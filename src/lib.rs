//! Minute-resolution market data for simulation.
//!
//! Two halves, split at a publish barrier:
//!
//! - the **column store** ([`store`]): an append-only, memory-mapped store of
//!   per-minute OHLCV bars, one segment per asset, addressed by pure offset
//!   arithmetic over the trading calendar;
//! - the **point-in-time accessor** ([`bar_data`]): tradability, staleness,
//!   and forward-fill semantics over the store, answering spot-value queries
//!   as a simulation clock walks forward minute by minute.
//!
//! ```text
//! MinuteBarWriter --(publish)--> segments --(mmap)--> MinuteBarReader
//!                                                          |
//!     TradingCalendar ----- minute addressing -------- BarData
//!     AssetDirectory ------ sid resolution ---------------'
//! ```

pub mod assets;
pub mod bar_data;
pub mod bars;
pub mod calendar;
pub mod clock;
pub mod error;
pub mod store;


pub use assets::{Asset, AssetDirectory, Sid};
pub use bar_data::{BarData, SpotValue, TradingState};
pub use bars::{Bar, Field, OHLC_RATIO};
pub use calendar::{Session, TradingCalendar, US_EQUITIES_MINUTES_PER_SESSION};
pub use clock::{Minute, SimClock};
pub use error::{BarDataError, Result};
pub use store::{MinuteBarReader, MinuteBarWriter};
use clap::Parser;
use wasm_bindgen::prelude::*;

mod game;
mod utils;

#[derive(Parser, Debug)]
#[command(version, about, long_about = None)]
struct Args {
    /// What log level to use
    #[command(flatten)]
    verbose: clap_verbosity_flag::Verbosity,

    #[command(flatten)]
    game: game::GameProps,
}

/// Parses the location hash as a command line, e.g. `#--width=6&--height=4`.
fn parse_args(location_hash: &str) -> Result<Args, clap::Error> {
    let args = location_hash.split(['#', '&']).filter(|arg| !arg.is_empty());
    Args::try_parse_from(std::iter::once(env!("CARGO_PKG_NAME")).chain(args))
}

#[wasm_bindgen(start)]
pub fn run_app() {
    use gloo::utils::{document, window};

    #[cfg(feature = "console_error_panic_hook")]
    {
        console_error_panic_hook::set_once();
    }

    let location_hash = window()
        .location()
        .hash()
        .unwrap_or_else(|_| "".to_string());

    let args = parse_args(&location_hash).expect("Could not parse args");
    if let Some(log_level) = args.verbose.log_level() {
        console_log::init_with_level(log_level).expect("Error initializing logger");
    }
    log::debug!("args: {:?}", args);

    let root = document()
        .get_element_by_id("game")
        .expect("Could not find id=\"game\" element");

    log::debug!("App started");
    yew::Renderer::<game::GameView>::with_root_and_props(root, args.game).render();
}
use rand::prelude::*;
use rand::rngs::SmallRng;

use super::*;

/// Scrambles by toggling uniformly random cells, drawing from a seeded stream.
///
/// The stream carries on between calls, so a reused scrambler gives a fresh
/// puzzle every time while staying reproducible from its seed.
#[derive(Clone, Debug)]
pub struct RandomScrambler {
    rng: SmallRng,
    count: u16,
}

impl RandomScrambler {
    pub fn new(seed: u64, count: u16) -> Self {
        Self {
            rng: SmallRng::seed_from_u64(seed),
            count,
        }
    }
}

impl Scrambler for RandomScrambler {
    fn scramble(&mut self, grid: &mut Grid) -> Vec<Coord2> {
        let (width, height) = grid.size();

        let points: Vec<Coord2> = (0..self.count)
            .map(|_| {
                let x = self.rng.random_range(0..width);
                let y = self.rng.random_range(0..height);
                (x, y)
            })
            .collect();

        replay(grid, &points);
        log::trace!("scrambled with {} toggles: {:?}", points.len(), points);
        points
    }
}
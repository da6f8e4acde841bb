use crate::{GameError, Result};

/// One lamp of the grid.
#[derive(Copy, Clone, Debug, PartialEq, Eq, Hash)]
pub enum Cell {
    Off,
    On,
}

impl Cell {
    pub const fn is_on(self) -> bool {
        matches!(self, Self::On)
    }

    pub const fn toggled(self) -> Self {
        match self {
            Self::Off => Self::On,
            Self::On => Self::Off,
        }
    }

    /// Numeric value of the cell, `0` for off and `1` for on.
    pub const fn value(self) -> u8 {
        match self {
            Self::Off => 0,
            Self::On => 1,
        }
    }

    pub fn from_value(value: u8) -> Result<Self> {
        match value {
            0 => Ok(Self::Off),
            1 => Ok(Self::On),
            _ => Err(GameError::InvalidCellValue),
        }
    }
}

impl Default for Cell {
    fn default() -> Self {
        Self::Off
    }
}
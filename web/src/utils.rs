use std::convert::Infallible;

/// Helper function to use JavaScript's Math.random
pub(crate) fn js_random_seed() -> u64 {
    use js_sys::Math::random;
    u64::from_be_bytes([
        (256. * random()) as u8,
        (256. * random()) as u8,
        (256. * random()) as u8,
        (256. * random()) as u8,
        (256. * random()) as u8,
        (256. * random()) as u8,
        (256. * random()) as u8,
        (256. * random()) as u8,
    ])
}

/// Reads an integer the forgiving way: optional leading whitespace and sign,
/// then as many digits as there are. Overflow saturates, no digits gives 0.
pub(crate) fn parse_lenient(input: &str) -> Result<i64, Infallible> {
    let input = input.trim_start();
    let (negative, digits) = match input.as_bytes().first() {
        Some(b'-') => (true, &input[1..]),
        Some(b'+') => (false, &input[1..]),
        _ => (false, input),
    };

    let mut value: i64 = 0;
    for digit in digits.bytes().take_while(u8::is_ascii_digit) {
        let digit = i64::from(digit - b'0');
        value = if negative {
            value.saturating_mul(10).saturating_sub(digit)
        } else {
            value.saturating_mul(10).saturating_add(digit)
        };
    }

    Ok(value)
}
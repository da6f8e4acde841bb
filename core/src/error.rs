use thiserror::Error;

#[derive(Error, Debug, Copy, Clone, PartialEq, Eq)]
pub enum GameError {
    #[error("Grid width and height must both be positive")]
    InvalidSize,
    #[error("Board shape does not match declared size")]
    InvalidBoardShape,
    #[error("Cell values must be 0 or 1")]
    InvalidCellValue,
    #[error("Session already ended, no new actions are accepted")]
    SessionEnded,
}

pub type Result<T> = core::result::Result<T, GameError>;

### Work required
Each record must be repeated exactly as it appears above.

### Solution for this problem
filename src/lib.rs
//! Minute-resolution market data for simulation.
//!
//! Two halves, split at a publish barrier:
//!
//! - the **column store** ([`store`]): an append-only, memory-mapped store of
//!   per-minute OHLCV bars, one segment per asset, addressed by pure offset
//!   arithmetic over the trading calendar;
//! - the **point-in-time accessor** ([`bar_data`]): tradability, staleness,
//!   and forward-fill semantics over the store, answering spot-value queries
//!   as a simulation clock walks forward minute by minute.
//!
//! ```text
//! MinuteBarWriter --(publish)--> segments --(mmap)--> MinuteBarReader
//!                                                          |
//!     TradingCalendar ----- minute addressing -------- BarData
//!     AssetDirectory ------ sid resolution ---------------'
//! ```

pub mod assets;
pub mod bar_data;
pub mod bars;
pub mod calendar;
pub mod clock;
pub mod error;
pub mod store;


pub use assets::{Asset, AssetDirectory, Sid};
pub use bar_data::{BarData, SpotValue, TradingState};
pub use bars::{Bar, Field, OHLC_RATIO};
pub use calendar::{Session, TradingCalendar, US_EQUITIES_MINUTES_PER_SESSION};
pub use clock::{Minute, SimClock};
pub use error::{BarDataError, Result};
pub use store::{MinuteBarReader, MinuteBarWriter};
use clap::Parser;
use wasm_bindgen::prelude::*;

mod game;
mod utils;

#[derive(Parser, Debug)]
#[command(version, about, long_about = None)]
struct Args {
    /// What log level to use
    #[command(flatten)]
    verbose: clap_verbosity_flag::Verbosity,

    #[command(flatten)]
    game: game::GameProps,
}

/// Parses the location hash as a command line, e.g. `#--width=6&--height=4`.
fn parse_args(location_hash: &str) -> Result<Args, clap::Error> {
    let args = location_hash.split(['#', '&']).filter(|arg| !arg.is_empty());
    Args::try_parse_from(std::iter::once(env!("CARGO_PKG_NAME")).chain(args))
}

#[wasm_bindgen(start)]
pub fn run_app() {
    use gloo::utils::{document, window};

    #[cfg(feature = "console_error_panic_hook")]
    {
        console_error_panic_hook::set_once();
    }

    let location_hash = window()
        .location()
        .hash()
        .unwrap_or_else(|_| "".to_string());

    let args = parse_args(&location_hash).expect("Could not parse args");
    if let Some(log_level) = args.verbose.log_level() {
        console_log::init_with_level(log_level).expect("Error initializing logger");
    }
    log::debug!("args: {:?}", args);

    let root = document()
        .get_element_by_id("game")
        .expect("Could not find id=\"game\" element");

    log::debug!("App started");
    yew::Renderer::<game::GameView>::with_root_and_props(root, args.game).render();
}
use rand::prelude::*;
use rand::rngs::SmallRng;

use super::*;

/// Scrambles by toggling uniformly random cells, drawing from a seeded stream.
///
/// The stream carries on between calls, so a reused scrambler gives a fresh
/// puzzle every time while staying reproducible from its seed.
#[derive(Clone, Debug)]
pub struct RandomScrambler {
    rng: SmallRng,
    count: u16,
}

impl RandomScrambler {
    pub fn new(seed: u64, count: u16) -> Self {
        Self {
            rng: SmallRng::seed_from_u64(seed),
            count,
        }
    }
}

impl Scrambler for RandomScrambler {
    fn scramble(&mut self, grid: &mut Grid) -> Vec<Coord2> {
        let (width, height) = grid.size();

        let points: Vec<Coord2> = (0..self.count)
            .map(|_| {
                let x = self.rng.random_range(0..width);
                let y = self.rng.random_range(0..height);
                (x, y)
            })
            .collect();

        replay(grid, &points);
        log::trace!("scrambled with {} toggles: {:?}", points.len(), points);
        points
    }
}
repository da6f8e4acde841bb
use crate::{GameError, Result};

/// One lamp of the grid.
#[derive(Copy, Clone, Debug, PartialEq, Eq, Hash)]
pub enum Cell {
    Off,
    On,
}

impl Cell {
    pub const fn is_on(self) -> bool {
        matches!(self, Self::On)
    }

    pub const fn toggled(self) -> Self {
        match self {
            Self::Off => Self::On,
            Self::On => Self::Off,
        }
    }

    /// Numeric value of the cell, `0` for off and `1` for on.
    pub const fn value(self) -> u8 {
        match self {
            Self::Off => 0,
            Self::On => 1,
        }
    }

    pub fn from_value(value: u8) -> Result<Self> {
        match value {
            0 => Ok(Self::Off),
            1 => Ok(Self::On),
            _ => Err(GameError::InvalidCellValue),
        }
    }
}

impl Default for Cell {
    fn default() -> Self {
        Self::Off
    }
}
filename web/src/utils.rs
use std::convert::Infallible;

/// Helper function to use JavaScript's Math.random
pub(crate) fn js_random_seed() -> u64 {
    use js_sys::Math::random;
    u64::from_be_bytes([
        (256. * random()) as u8,
        (256. * random()) as u8,
        (256. * random()) as u8,
        (256. * random()) as u8,
        (256. * random()) as u8,
        (256. * random()) as u8,
        (256. * random()) as u8,
        (256. * random()) as u8,
    ])
}

/// Reads an integer the forgiving way: optional leading whitespace and sign,
/// then as many digits as there are. Overflow saturates, no digits gives 0.
pub(crate) fn parse_lenient(input: &str) -> Result<i64, Infallible> {
    let input = input.trim_start();
    let (negative, digits) = match input.as_bytes().first() {
        Some(b'-') => (true, &input[1..]),
        Some(b'+') => (false, &input[1..]),
        _ => (false, input),
    };

    let mut value: i64 = 0;
    for digit in digits.bytes().take_while(u8::is_ascii_digit) {
        let digit = i64::from(digit - b'0');
        value = if negative {
            value.saturating_mul(10).saturating_sub(digit)
        } else {
            value.saturating_mul(10).saturating_add(digit)
        };
    }

    Ok(value)
}
repository da6f8e4acde841bb
filename core/src/error.rs
use thiserror::Error;

#[derive(Error, Debug, Copy, Clone, PartialEq, Eq)]
pub enum GameError {
    #[error("Grid width and height must both be positive")]
    InvalidSize,
    #[error("Board shape does not match declared size")]
    InvalidBoardShape,
    #[error("Cell values must be 0 or 1")]
    InvalidCellValue,
    #[error("Session already ended, no new actions are accepted")]
    SessionEnded,
}

pub type Result<T> = core::result::Result<T, GameError>;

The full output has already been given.